[Records from a data source]

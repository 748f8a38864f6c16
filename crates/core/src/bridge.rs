//! Conversions between [`Status`] and Rust's unwinding and error traits.
//!
//! The value world (`Status`) and the error world (`std::error::Error`,
//! panics) only meet at explicit conversion points:
//!
//! - [`StatusError`] wraps a status as a type implementing
//!   [`std::error::Error`], for `?`, `Box<dyn Error>` or
//!   [`std::panic::panic_any`].
//! - [`Status::from_panic`] and [`catch_unwind_status`] turn a caught panic
//!   back into a status.
//! - [`Status::from_error`] and [`Status::from_dyn_error`] classify an
//!   arbitrary error.
//!
//! A `StatusError` that crosses any of these boundaries comes back as the
//! status it was built from, sharing the original payload.

use std::any::{Any, type_name};
use std::error::Error as StdError;
use std::iter;
use std::panic::{self, AssertUnwindSafe};

use itertools::Itertools;
use thiserror::Error;
use tracing::debug;

use crate::code::ErrorCode;
use crate::status::Status;

/// Maximum number of `source()` levels folded into a bridged reason.
pub const MAX_SOURCE_DEPTH: usize = 8;

/// A [`Status`] in error form.
///
/// `Display` prints the status reason. Structured access is available
/// through [`StatusError::status`], [`StatusError::code`] and
/// [`StatusError::code_string`].
///
/// Wrapping an ok status is permitted but meaningless; nothing should ever
/// be raised for success.
#[derive(Debug, Clone, PartialEq, Eq, Error)]
#[error("{}", .status.reason())]
pub struct StatusError {
    status: Status,
}

impl StatusError {
    #[must_use]
    pub const fn status(&self) -> &Status {
        &self.status
    }

    pub fn into_status(self) -> Status {
        self.status
    }

    #[must_use]
    pub fn reason(&self) -> &str {
        self.status.reason()
    }

    #[must_use]
    pub fn code(&self) -> ErrorCode {
        self.status.code()
    }

    #[must_use]
    pub fn code_string(&self) -> &'static str {
        self.status.code_string()
    }
}

impl From<Status> for StatusError {
    fn from(status: Status) -> Self {
        if status.is_ok() {
            debug!("wrapping an ok status as an error");
        }
        Self { status }
    }
}

impl From<StatusError> for Status {
    fn from(err: StatusError) -> Self {
        err.status
    }
}

impl Status {
    /// Wrap this status as a [`StatusError`].
    pub fn into_error(self) -> StatusError {
        StatusError::from(self)
    }

    /// Convert a caught panic payload into a status.
    ///
    /// Payloads that are a [`StatusError`] or a [`Status`] are returned
    /// unchanged. String payloads (from `panic!`) and boxed errors become
    /// [`ErrorCode::UnknownError`] with the message; any other payload
    /// becomes `UnknownError` with a generic description.
    pub fn from_panic(payload: Box<dyn Any + Send>) -> Self {
        let payload = match payload.downcast::<StatusError>() {
            Ok(err) => return Self::from(*err),
            Err(other) => other,
        };
        let payload = match payload.downcast::<Self>() {
            Ok(status) => return *status,
            Err(other) => other,
        };

        if let Some(message) = payload.downcast_ref::<&'static str>() {
            return Self::new(ErrorCode::UnknownError, format!("panic: {message}"));
        }
        if let Some(message) = payload.downcast_ref::<String>() {
            return Self::new(ErrorCode::UnknownError, format!("panic: {message}"));
        }
        if let Some(err) = payload.downcast_ref::<Box<dyn StdError + Send + Sync>>() {
            let err: &(dyn StdError + 'static) = &**err;
            return Self::from_dyn_error(err);
        }

        debug!("panic payload has no recognizable type");
        Self::new(
            ErrorCode::UnknownError,
            "panic: payload of unrecognized type",
        )
    }

    /// Convert an error into a status.
    ///
    /// A [`StatusError`] yields its embedded status. Any other error yields
    /// [`ErrorCode::UnknownError`] with a reason of the form
    /// `"<type>: <message>: <source>: ..."`.
    pub fn from_error<E: StdError + 'static>(err: &E) -> Self {
        let err: &(dyn StdError + 'static) = err;
        match err.downcast_ref::<StatusError>() {
            Some(status_err) => status_err.status().clone(),
            None => describe(type_name::<E>(), err),
        }
    }

    /// Convert a type-erased error into a status.
    ///
    /// Same as [`Status::from_error`], except the concrete type name is not
    /// available and the reason is prefixed with `"error"`.
    pub fn from_dyn_error(err: &(dyn StdError + 'static)) -> Self {
        match err.downcast_ref::<StatusError>() {
            Some(status_err) => status_err.status().clone(),
            None => describe("error", err),
        }
    }
}

fn describe(label: &str, err: &(dyn StdError + 'static)) -> Status {
    let chain = iter::successors(Some(err), |&e| e.source())
        .take(MAX_SOURCE_DEPTH.saturating_add(1))
        .join(": ");
    debug!(error_type = label, "classifying foreign error as UnknownError");
    Status::new(ErrorCode::UnknownError, format!("{label}: {chain}"))
}

/// Run `f`, converting a panic into a failed [`Status`].
///
/// Meant for boundary points such as the top of a worker or a request
/// handler. The panic hook still runs before the payload is converted.
///
/// # Errors
///
/// Returns the status produced by [`Status::from_panic`] if `f` panics.
pub fn catch_unwind_status<F, T>(f: F) -> Result<T, Status>
where
    F: FnOnce() -> T,
{
    panic::catch_unwind(AssertUnwindSafe(f)).map_err(Status::from_panic)
}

▶ Exercise prompt:
The expected answer is a copy of each line above containing "Send".

▶ Result below:
    pub fn from_panic(payload: Box<dyn Any + Send>) -> Self {
        if let Some(err) = payload.downcast_ref::<Box<dyn StdError + Send + Sync>>() {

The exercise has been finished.